At an event this week in San Francisco, Microsoft CEO Satya Nadella called Office the "UI for data." What does this mean?
Figure 1: Microsoft's Excel and Power BI products can translate abstract rows and columns of data into intuitive visual tools.
Businesses are collecting more data than ever, and as Internet of Things-themed technologies become more common, that data will grow at an exponential rate. Microsoft products can tie together SQL, Azure, Hadoop, and other tools to wrangle the data on the back end, and Nadella sees Office as the user-facing portal through which data is displayed and insights derived. Microsoft reps demonstrated how columns and rows in Excel can be translated into dynamic maps and graphs, sometimes in response to natural language queries. Nadella's message was that data should be accessible and useful to everyone, not just to data scientists, and that Microsoft wants Office to be the vehicle that democratizes the tools.
2. Office 365 Personal goes live.
Announced earlier this year, Office 365 Personal subscriptions are now available.
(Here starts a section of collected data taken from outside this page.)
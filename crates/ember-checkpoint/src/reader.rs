//! Checkpoint reader.

use std::fs::File;
use std::io::{BufReader, Read};
use std::path::Path;

use ember_core::record::particle;

use crate::codec::{decode_batch, Batch};
use crate::error::CheckpointError;

/// Reads checkpoint batches from a byte stream.
pub struct CheckpointReader<R: Read> {
    reader: R,
    payload_len: usize,
    batches_read: u64,
}

impl CheckpointReader<BufReader<File>> {
    /// Open a checkpoint file.
    pub fn open(path: impl AsRef<Path>) -> Result<Self, CheckpointError> {
        let file = File::open(path)?;
        Ok(Self::new(BufReader::new(file)))
    }
}

impl<R: Read> CheckpointReader<R> {
    /// Wrap a source holding full particle payloads.
    pub fn new(reader: R) -> Self {
        Self::with_payload_len(reader, particle::PAYLOAD_LEN)
    }

    /// Wrap a source with a custom payload width.
    pub fn with_payload_len(reader: R, payload_len: usize) -> Self {
        Self {
            reader,
            payload_len,
            batches_read: 0,
        }
    }

    /// Read the next batch, or `None` if the stream is exhausted.
    pub fn next_batch(&mut self) -> Result<Option<Batch>, CheckpointError> {
        let batch = decode_batch(&mut self.reader, self.payload_len)?;
        if batch.is_some() {
            self.batches_read += 1;
        }
        Ok(batch)
    }

    /// Values per particle.
    pub fn payload_len(&self) -> usize {
        self.payload_len
    }

    /// Number of batches read so far.
    pub fn batches_read(&self) -> u64 {
        self.batches_read
    }

    /// Convert into a batch iterator.
    pub fn batches(self) -> BatchIter<R> {
        BatchIter {
            reader: self.reader,
            payload_len: self.payload_len,
            done: false,
        }
    }
}

/// Iterator over the remaining batches of a [`CheckpointReader`].
///
/// Yields `Err` at most once; iteration stops after the first error.
pub struct BatchIter<R: Read> {
    reader: R,
    payload_len: usize,
    done: bool,
}

impl<R: Read> Iterator for BatchIter<R> {
    type Item = Result<Batch, CheckpointError>;

    fn next(&mut self) -> Option<Self::Item> {
        if self.done {
            return None;
        }
        match decode_batch(&mut self.reader, self.payload_len) {
            Ok(Some(batch)) => Some(Ok(batch)),
            Ok(None) => {
                self.done = true;
                None
            }
            Err(e) => {
                self.done = true;
                Some(Err(e))
            }
        }
    }
}

#[cfg(test)]
mod tests {
    use super::*;
    use crate::writer::CheckpointWriter;

    #[test]
    fn iterator_stops_after_error() {
        let mut buf = Vec::new();
        let mut w = CheckpointWriter::with_payload_len(&mut buf, 1);
        w.write_batch(0, &[1.0]).unwrap();
        w.write_batch(1, &[2.0, 3.0]).unwrap();
        buf.truncate(buf.len() - 8);

        let mut iter = CheckpointReader::with_payload_len(buf.as_slice(), 1).batches();
        assert_eq!(iter.next().unwrap().unwrap().payloads, vec![1.0]);
        assert!(matches!(
            iter.next(),
            Some(Err(CheckpointError::Truncated { batch: Some(1), .. }))
        ));
        assert!(iter.next().is_none());
    }

    #[test]
    fn default_width_is_particle_payload() {
        let r = CheckpointReader::new(&[][..]);
        assert_eq!(r.payload_len(), particle::PAYLOAD_LEN);
        assert_eq!(r.batches_read(), 0);
    }
}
Aimed at individuals, the product entitles the user to Office on one Mac or PC and one Windows-based tablet or iPad. Microsoft has confirmed that native Office apps for Android are in the pipeline, and Office 365 Personal will presumably cover these products as well.
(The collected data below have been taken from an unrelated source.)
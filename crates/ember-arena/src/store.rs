//! The flat, growable, offset-addressed store.
//!
//! [`Arena`] is a single `Vec` of `f64` fields with a bump cursor. All
//! structures in a run (list commons, list items, particle records,
//! direct-index arrays, root slots) live inside it and refer to each other
//! by [`Offset`].
//!
//! Fields are stored as `AtomicU64` bit patterns. Reads and writes take
//! `&self` with relaxed ordering, so worker threads can operate on the
//! records they own concurrently without locks; growth takes `&mut self`,
//! so the compiler rules out growth during the parallel region and the
//! [`GrowthGate`] rules it out at run time as well.

use std::sync::atomic::{AtomicU64, Ordering};

use ember_core::record::{decode_offset, encode_offset};
use ember_core::{fatal, Offset, Site};

use crate::config::ArenaConfig;
use crate::error::ArenaError;
use crate::gate::GrowthGate;

/// Offset-addressed store of `f64` fields.
pub struct Arena {
    /// Backing storage. `data.len()` is the reserved size.
    data: Vec<AtomicU64>,
    /// Bump pointer: fields in `[0, cursor)` are allocated.
    cursor: usize,
    max_size: usize,
    gate: GrowthGate,
    /// Number of times the backing store was extended.
    growths: u64,
}

// Compile-time assertion: Arena must be Send + Sync.
const _: fn() = || {
    fn assert<T: Send + Sync>() {}
    assert::<Arena>();
};

impl Arena {
    /// Create an arena, reserving `config.initial_capacity` fields.
    pub fn new(config: &ArenaConfig) -> Result<Self, ArenaError> {
        config.validate()?;
        let mut data = Vec::new();
        reserve_or_abort(&mut data, config.initial_capacity);
        Ok(Self {
            data,
            cursor: 0,
            max_size: config.max_size,
            gate: GrowthGate::new(),
            growths: 0,
        })
    }

    /// The growth gate. Open it with [`GrowthGate::allow`] or, preferably,
    /// through [`Arena::growth_window`].
    pub fn gate(&self) -> &GrowthGate {
        &self.gate
    }

    /// Open the gate for the lifetime of the returned guard.
    pub fn growth_window(&mut self) -> GrowthWindow<'_> {
        self.gate.allow();
        GrowthWindow { arena: self }
    }

    /// Bump-allocate `size` zeroed fields, growing the store if needed.
    ///
    /// Returns the base offset of the new block. The gate must be open.
    /// A zero-size request is logged and returns the current cursor.
    pub fn try_allocate(&mut self, size: usize) -> Result<Offset, ArenaError> {
        self.gate.check(size);
        if size == 0 {
            tracing::warn!(cursor = self.cursor, "zero-size arena allocation");
            return Ok(self.cursor);
        }
        let end = self.checked_end(size)?;
        if end > self.data.len() {
            self.extend_to(end);
        }
        let base = self.cursor;
        self.cursor = end;
        Ok(base)
    }

    /// [`try_allocate`](Self::try_allocate), escalating a capacity error to fatal.
    pub fn allocate(&mut self, size: usize) -> Offset {
        match self.try_allocate(size) {
            Ok(base) => base,
            Err(e) => fatal!(Site::here("arena"), "{e}"),
        }
    }

    /// Reserve `total` fields in one growth without advancing the cursor.
    ///
    /// Subsequent allocations up to `total` fields are served from the
    /// reserved block without touching the backing store again.
    pub fn try_preallocate(&mut self, total: usize) -> Result<(), ArenaError> {
        self.gate.check(total);
        let end = self.checked_end(total)?;
        if end > self.data.len() {
            self.extend_to(end);
        }
        Ok(())
    }

    fn checked_end(&self, size: usize) -> Result<usize, ArenaError> {
        match self.cursor.checked_add(size) {
            Some(end) if end <= self.max_size => Ok(end),
            _ => Err(ArenaError::CapacityExceeded {
                requested: size,
                used: self.cursor,
                max_size: self.max_size,
            }),
        }
    }

    fn extend_to(&mut self, end: usize) {
        let additional = end - self.data.len();
        reserve_or_abort(&mut self.data, additional);
        self.data.resize_with(end, || AtomicU64::new(0));
        self.growths += 1;
        tracing::debug!(size = end, growths = self.growths, "arena grown");
    }

    #[inline]
    fn cell(&self, offset: Offset) -> &AtomicU64 {
        if offset >= self.cursor {
            fatal!(
                Site::here("arena").at(offset),
                "offset outside allocated range [0, {})",
                self.cursor
            );
        }
        &self.data[offset]
    }

    /// Read one field.
    #[inline]
    pub fn get(&self, offset: Offset) -> f64 {
        f64::from_bits(self.cell(offset).load(Ordering::Relaxed))
    }

    /// Write one field.
    #[inline]
    pub fn put(&self, offset: Offset, value: f64) {
        self.cell(offset).store(value.to_bits(), Ordering::Relaxed);
    }

    /// Atomically add `delta` to one field and return the new value.
    pub fn add(&self, offset: Offset, delta: f64) -> f64 {
        let cell = self.cell(offset);
        let mut current = cell.load(Ordering::Relaxed);
        loop {
            let next = (f64::from_bits(current) + delta).to_bits();
            match cell.compare_exchange_weak(current, next, Ordering::Relaxed, Ordering::Relaxed) {
                Ok(_) => return f64::from_bits(next),
                Err(actual) => current = actual,
            }
        }
    }

    /// Read a field holding an encoded offset.
    #[inline]
    pub fn get_offset(&self, offset: Offset) -> Option<Offset> {
        decode_offset(self.get(offset))
    }

    /// Write an encoded offset into a field.
    #[inline]
    pub fn put_offset(&self, offset: Offset, target: Option<Offset>) {
        self.put(offset, encode_offset(target));
    }

    /// Copy `len` fields from `src` to `dst`. The ranges must not overlap.
    pub fn copy(&self, src: Offset, dst: Offset, len: usize) {
        if src < dst + len && dst < src + len && len > 0 {
            fatal!(Site::here("arena").at(dst), "overlapping copy from {src} ({len} fields)");
        }
        for i in 0..len {
            self.put(dst + i, self.get(src + i));
        }
    }

    /// Zero `len` fields starting at `offset`.
    pub fn zero(&self, offset: Offset, len: usize) {
        for i in 0..len {
            self.put(offset + i, 0.0);
        }
    }

    /// Copy `out.len()` fields starting at `offset` into `out`.
    pub fn read_into(&self, offset: Offset, out: &mut [f64]) {
        for (i, v) in out.iter_mut().enumerate() {
            *v = self.get(offset + i);
        }
    }

    /// Copy `values` into the arena starting at `offset`.
    pub fn write_from(&self, offset: Offset, values: &[f64]) {
        for (i, &v) in values.iter().enumerate() {
            self.put(offset + i, v);
        }
    }

    /// Fields allocated so far; valid offsets are `[0, size)`.
    pub fn size(&self) -> usize {
        self.cursor
    }

    /// Fields reserved in the backing store.
    pub fn reserved(&self) -> usize {
        self.data.len()
    }

    /// Reserved fields not yet handed out.
    pub fn remaining(&self) -> usize {
        self.data.len() - self.cursor
    }

    /// Memory usage of the backing storage in bytes.
    pub fn memory_bytes(&self) -> usize {
        self.data.len() * std::mem::size_of::<AtomicU64>()
    }

    /// Number of times the backing store has been extended.
    pub fn growths(&self) -> u64 {
        self.growths
    }
}

/// Bracketed growth section. The gate is closed again on drop.
pub struct GrowthWindow<'a> {
    arena: &'a mut Arena,
}

impl std::ops::Deref for GrowthWindow<'_> {
    type Target = Arena;

    fn deref(&self) -> &Arena {
        self.arena
    }
}

impl std::ops::DerefMut for GrowthWindow<'_> {
    fn deref_mut(&mut self) -> &mut Arena {
        self.arena
    }
}

impl Drop for GrowthWindow<'_> {
    fn drop(&mut self) {
        self.arena.gate.deny();
    }
}

fn reserve_or_abort(data: &mut Vec<AtomicU64>, additional: usize) {
    if let Err(e) = data.try_reserve_exact(additional) {
        fatal!(
            Site::here("arena"),
            "system allocator refused {additional} fields: {e}"
        );
    }
}

#[cfg(test)]
mod tests {
    use super::*;

    fn small() -> Arena {
        Arena::new(&ArenaConfig {
            initial_capacity: 16,
            max_size: 1024,
        })
        .unwrap()
    }

    #[test]
    fn allocations_are_sequential_and_zeroed() {
        let mut arena = small();
        let mut w = arena.growth_window();
        let a = w.allocate(10);
        let b = w.allocate(20);
        assert_eq!(a, 0);
        assert_eq!(b, 10);
        assert_eq!(w.size(), 30);
        assert!((0..30).all(|i| w.get(i) == 0.0));
    }

    #[test]
    fn values_survive_growth() {
        let mut arena = small();
        let mut w = arena.growth_window();
        let a = w.allocate(4);
        w.put(a + 3, 42.5);
        let _ = w.allocate(500);
        assert!(w.growths() >= 1);
        assert_eq!(w.get(a + 3), 42.5);
    }

    #[test]
    fn preallocate_serves_later_allocations_without_growth() {
        let mut arena = small();
        let mut w = arena.growth_window();
        w.try_preallocate(400).unwrap();
        let growths = w.growths();
        let size_before = w.size();
        for _ in 0..40 {
            w.allocate(10);
        }
        assert_eq!(size_before, 0);
        assert_eq!(w.size(), 400);
        assert_eq!(w.growths(), growths);
    }

    #[test]
    fn capacity_exceeded_is_an_error() {
        let mut arena = small();
        let mut w = arena.growth_window();
        w.allocate(1000);
        let err = w.try_allocate(100).unwrap_err();
        assert_eq!(
            err,
            ArenaError::CapacityExceeded {
                requested: 100,
                used: 1000,
                max_size: 1024
            }
        );
    }

    #[test]
    fn zero_size_allocation_returns_cursor() {
        let mut arena = small();
        let mut w = arena.growth_window();
        w.allocate(5);
        assert_eq!(w.allocate(0), 5);
        assert_eq!(w.size(), 5);
    }

    #[test]
    fn window_closes_gate_on_drop() {
        let mut arena = small();
        {
            let _w = arena.growth_window();
            assert!(arena_gate_open(&_w));
        }
        assert!(!arena.gate().is_open());
    }

    fn arena_gate_open(a: &Arena) -> bool {
        a.gate().is_open()
    }

    #[test]
    #[should_panic(expected = "while growth is denied")]
    fn allocate_with_closed_gate_is_fatal() {
        let mut arena = small();
        arena.allocate(1);
    }

    #[test]
    #[should_panic(expected = "outside allocated range")]
    fn read_past_cursor_is_fatal() {
        let mut arena = small();
        arena.growth_window().allocate(2);
        arena.get(2);
    }

    #[test]
    fn offsets_encode_through_fields() {
        let mut arena = small();
        let slot = arena.growth_window().allocate(2);
        arena.put_offset(slot, Some(123));
        arena.put_offset(slot + 1, None);
        assert_eq!(arena.get_offset(slot), Some(123));
        assert_eq!(arena.get_offset(slot + 1), None);
    }

    #[test]
    fn add_accumulates() {
        let mut arena = small();
        let f = arena.growth_window().allocate(1);
        arena.add(f, 1.5);
        assert_eq!(arena.add(f, 2.0), 3.5);
    }

    #[test]
    fn copy_and_bulk_io() {
        let mut arena = small();
        let base = arena.growth_window().allocate(8);
        arena.write_from(base, &[1.0, 2.0, 3.0, 4.0]);
        arena.copy(base, base + 4, 4);
        let mut out = [0.0; 4];
        arena.read_into(base + 4, &mut out);
        assert_eq!(out, [1.0, 2.0, 3.0, 4.0]);
        arena.zero(base, 4);
        assert_eq!(arena.get(base), 0.0);
    }

    #[test]
    fn concurrent_writers_to_disjoint_records() {
        let mut arena = small();
        let base = arena.growth_window().allocate(64);
        std::thread::scope(|s| {
            for t in 0..4 {
                let arena = &arena;
                s.spawn(move || {
                    for i in 0..16 {
                        arena.put(base + t * 16 + i, (t * 100 + i) as f64);
                    }
                });
            }
        });
        assert_eq!(arena.get(base + 3 * 16 + 5), 305.0);
    }
}
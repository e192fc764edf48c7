//! Particle checkpoint files for Ember.
//!
//! At the end of a batch the engine can append the banked particles to a
//! checkpoint so a later run restarts from them.
//!
//! # Format
//!
//! ```text
//! [batch i64][count i64][payload 1] ... [payload count]
//! [batch i64][count i64] ...
//! ```
//!
//! Each payload is [`PAYLOAD_LEN`](ember_core::record::particle::PAYLOAD_LEN)
//! little-endian `f64` values, the particle record without its list header.

#![deny(missing_docs)]
#![deny(rustdoc::broken_intra_doc_links)]
#![forbid(unsafe_code)]

pub mod codec;
pub mod error;
pub mod reader;
pub mod writer;

pub use codec::Batch;
pub use error::CheckpointError;
pub use reader::{BatchIter, CheckpointReader};
pub use writer::CheckpointWriter;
Office 365 Personal has been widely interpreted as an enticement for iPad owners. Office iPad apps offer basic features for free, but to create and edit documents, a 365 subscription is required. 365 Personal subscribers get not only the newest Office software for $6.99 per month or $69.99 annually, but also 20 GB of OneDrive cloud storage. Microsoft still sells Office 365 Home
for $9.99 per month or $99.99 per year. It supports up to five PCs or Macs and up to five Windows tablets or iPads. The company offers separate packages for enterprises.
3. Office Online gets new features.
Microsoft's Web-based Office Online apps have always boasted stronger document fidelity than some competitors, which is important if you're collaborating with other Office users. But in features and usability, Office Online has only gradually come along. This week, Microsoft added a barrage of new features.
Figure 2: Word Online now includes more robust commenting tools.
Word Online now allows comments during editing, rather than just in View mode. It also allows multiple users to make comments simultaneously. The Web app also supports inline footnotes, which allow users to insert footnotes without leaving their current context. Other additions include improved auto-number list tools, the ability to download documents as PDFs, better rendering of tables, and improved compatibility with Internet Explorer and Chrome PDF readers.
Excel Online now boasts Microsoft's Tell Me feature. Previously available in Word Online, Tell Me lets users ask how to do something, and then presents a list of relevant actions. Excel Online users can also create, edit, and delete comments, rather than just view existing ones. Other additions include the ability to reveal hidden columns and support for Excel workbooks that use Visual Basic for Applications.
Figure 3: Excel Online now includes Microsoft's Tell Me feature.
PowerPoint Online also now includes Tell Me. In addition, it boasts a new layout that makes the editing process more closely mirror the finished presentation. Other improvements include the ability to play embedded YouTube videos.
4. Microsoft throws Chrome a bone.
For the first time, Chrome users can launch Office Online apps from the Chrome App Launcher, bringing one-click simplicity to a process that previously entailed firing up the browser. Chrome users still don't have native apps like Mac, Windows, and iPad users do -- but the fact that Microsoft did anything to acknowledge Chrome users is noteworthy.
If you haven't noticed, Microsoft and Google haven't been on friendly terms lately. Microsoft's Scroogled campaign is reportedly winding down, but the company's TV ads still trumpet that Windows devices don’t need to be online to be productive, a none-too-veiled (and somewhat inaccurate) swipe at Chromebooks. Google, meanwhile, has happily touted Chromebooks to disgruntled Windows XP users.